I am going to give a general non answer based on genetics.  Very little in genetics is simply one gene.  Pick about any phenotype you want to talk about and do a good analysis and you will find all kinds of places in the DNA correlate with that trait.  A recent publication on intelligence in humans showed intelligence was linked to some 50 different loci in the DNA and also that the sum of all those loci still was a miserable predictor of intelligence.  Likewise height in humans is linked to some 70 different loci.  In general complex behavior things like bee aggression would be expected to be influenced by several different genes.  Some might be dominant, some recessive and some even totally silent unless some other specific mutant is also present and homozygous.  You would be really surprised at how often that silent gene happens.

The idea that a lot of things are just due to one mutant trait traces clear back to Mendel's peas.  It turns out he was super lucky and happened to pick out a few traits that are mainly influenced by single mutants.  This whole idea was fostered in genetics teaching until fairly recently.  When I was a kid taking genetics I learned of a number of human traits that were single gene issues according to the text and teacher.  Things like attached ear lobes versus unattached.  Or a widows peak on your hair line over your forehead versus no peak.  Well, that was 60 years ago and genetics has moved forward.  Today we know neither of those things is due to a single gene.  Some of the examples I learned are not even for sure due to genetics according to current thinking.

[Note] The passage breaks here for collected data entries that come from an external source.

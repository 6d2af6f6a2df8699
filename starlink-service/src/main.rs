use std::net::SocketAddr;

use anyhow::{Context, Result};
use starlink_service::{
    api::{self, AppState},
    config::AppConfig,
    metrics_server, observability, store,
};

#[tokio::main]
async fn main() -> Result<()> {
    observability::init_tracing();

    // Load configuration
    let cfg = AppConfig::load()?;

    // Start metrics server if configured
    if let Some(metrics_cfg) = &cfg.metrics {
        metrics_server::init(&metrics_cfg.bind_addr)?;
    }

    let store = store::open_store(&cfg).await?;

    let addr: SocketAddr = cfg
        .http
        .bind_addr
        .parse()
        .with_context(|| format!("invalid http.bind_addr '{}'", cfg.http.bind_addr))?;
    if cfg.http.auth_bearer_token.is_none() {
        tracing::warn!("http.auth_bearer_token is not set; /api routes are unauthenticated");
    }

    let app = api::router(
        AppState::new(store, cfg.http.auth_bearer_token.clone()),
        cfg.http.max_body_bytes,
    );

    let listener = tokio::net::TcpListener::bind(addr)
        .await
        .with_context(|| format!("failed to bind {addr}"))?;
    tracing::info!(%addr, "starlink usage API listening");

    axum::serve(listener, app)
        .with_graceful_shutdown(shutdown_signal())
        .await?;

    tracing::info!("shut down cleanly");
    Ok(())
}

async fn shutdown_signal() {
    if let Err(e) = tokio::signal::ctrl_c().await {
        tracing::error!(error = %e, "failed to listen for shutdown signal");
        std::future::pending::<()>().await;
    }
}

In the 90s when the human genome project was underway one justification was once we knew the whole human genome it was going to give us a great handle to use to tackle all kinds of disease issues.  Things like cancer and heart disease.  Well, almost 20 years after the human genome was published what did we learn that helped solve major disease issues?  Close to nothing other than those diseases are in general the result of so many different genes interacting we are still learning where to start looking.

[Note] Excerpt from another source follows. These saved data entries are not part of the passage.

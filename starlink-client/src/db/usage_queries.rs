use sqlx::{PgPool, Postgres, QueryBuilder};

use crate::db::StoreError;
use crate::domain::{UsageDraft, UsageFilter, UsageRecord};

const RETURNING: &str = "RETURNING id, date, unit, amount, created_at, updated_at";

/// Fetch usage rows matching `filter`, ordered by date then unit.
pub async fn list_usage(
    pool: &PgPool,
    filter: &UsageFilter,
) -> Result<Vec<UsageRecord>, StoreError> {
    let mut builder = QueryBuilder::<Postgres>::new(
        r#"
        SELECT id, date, unit, amount, created_at, updated_at
        FROM starlink_usage
        WHERE TRUE
        "#,
    );

    if let Some(start) = filter.range.start {
        builder.push(" AND date >= ").push_bind(start);
    }
    if let Some(end) = filter.range.end {
        builder.push(" AND date <= ").push_bind(end);
    }
    if let Some(unit) = &filter.unit {
        builder.push(" AND unit = ").push_bind(unit);
    }
    builder.push(" ORDER BY date, unit");

    let rows = builder
        .build_query_as::<UsageRecord>()
        .fetch_all(pool)
        .await?;

    Ok(rows)
}

pub async fn fetch_usage(pool: &PgPool, id: i32) -> Result<UsageRecord, StoreError> {
    sqlx::query_as::<_, UsageRecord>(
        r#"
        SELECT id, date, unit, amount, created_at, updated_at
        FROM starlink_usage
        WHERE id = $1
        "#,
    )
    .bind(id)
    .fetch_optional(pool)
    .await?
    .ok_or(StoreError::NotFound(id))
}

/// Insert one row. Fails with [`StoreError::Conflict`] if the unit already
/// has usage logged on that date.
pub async fn insert_usage(pool: &PgPool, draft: &UsageDraft) -> Result<UsageRecord, StoreError> {
    let sql = format!(
        "INSERT INTO starlink_usage (date, unit, amount) VALUES ($1, $2, $3) {RETURNING}"
    );

    let row = sqlx::query_as::<_, UsageRecord>(&sql)
        .bind(draft.date)
        .bind(&draft.unit)
        .bind(draft.amount)
        .fetch_one(pool)
        .await?;

    Ok(row)
}

pub async fn update_usage(
    pool: &PgPool,
    id: i32,
    draft: &UsageDraft,
) -> Result<UsageRecord, StoreError> {
    let sql = format!(
        r#"
        UPDATE starlink_usage
        SET date = $1, unit = $2, amount = $3, updated_at = now()
        WHERE id = $4
        {RETURNING}
        "#
    );

    sqlx::query_as::<_, UsageRecord>(&sql)
        .bind(draft.date)
        .bind(&draft.unit)
        .bind(draft.amount)
        .bind(id)
        .fetch_optional(pool)
        .await?
        .ok_or(StoreError::NotFound(id))
}

pub async fn delete_usage(pool: &PgPool, id: i32) -> Result<(), StoreError> {
    let result = sqlx::query("DELETE FROM starlink_usage WHERE id = $1")
        .bind(id)
        .execute(pool)
        .await?;

    if result.rows_affected() == 0 {
        return Err(StoreError::NotFound(id));
    }
    Ok(())
}

/// Insert-or-replace a batch keyed on `(date, unit)`.
///
/// Postgres refuses to touch the same conflict target twice in one statement,
/// so callers must not pass two drafts with the same date and unit.
pub async fn upsert_usage_batch(pool: &PgPool, drafts: &[UsageDraft]) -> Result<u64, StoreError> {
    if drafts.is_empty() {
        return Ok(0);
    }

    let mut builder =
        QueryBuilder::<Postgres>::new("INSERT INTO starlink_usage (date, unit, amount) ");
    builder.push_values(drafts, |mut b, d| {
        b.push_bind(d.date).push_bind(&d.unit).push_bind(d.amount);
    });
    builder.push(
        " ON CONFLICT (date, unit) DO UPDATE SET amount = EXCLUDED.amount, updated_at = now()",
    );

    let result = builder.build().execute(pool).await?;
    Ok(result.rows_affected())
}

For whatever it is worth, I have had swarm crazy bees.  Feral stock that you could not keep out of the trees long enough to make any honey crop at all.  I routinely worked them with bare arms and no gloves just like I work my current stock.  They were probably a tiny bit more aggressive than what I have now.  But, no evidence that swarming was linked to aggression.  I have worked Italians with a commercial queen that were much worse.  Not bad enough to make me put on gloves, but bad enough I did not like the experience of working them.

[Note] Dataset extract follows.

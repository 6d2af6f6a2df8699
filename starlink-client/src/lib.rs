//! Domain types and SQL access for Starlink usage logs.

pub mod db;
pub mod domain;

Most every animal I have ever worked with had anecdotal myths about inheritance of some traits.  In bees a popular one today is that drones influence aggression much more than queens.  That sort of stuff generally has a small grain of truth and a lot of simply folk lore based on no solid data.  If you dig into the genetic details the folk lore is generally wrong as a general statement, but true under some very special circumstance.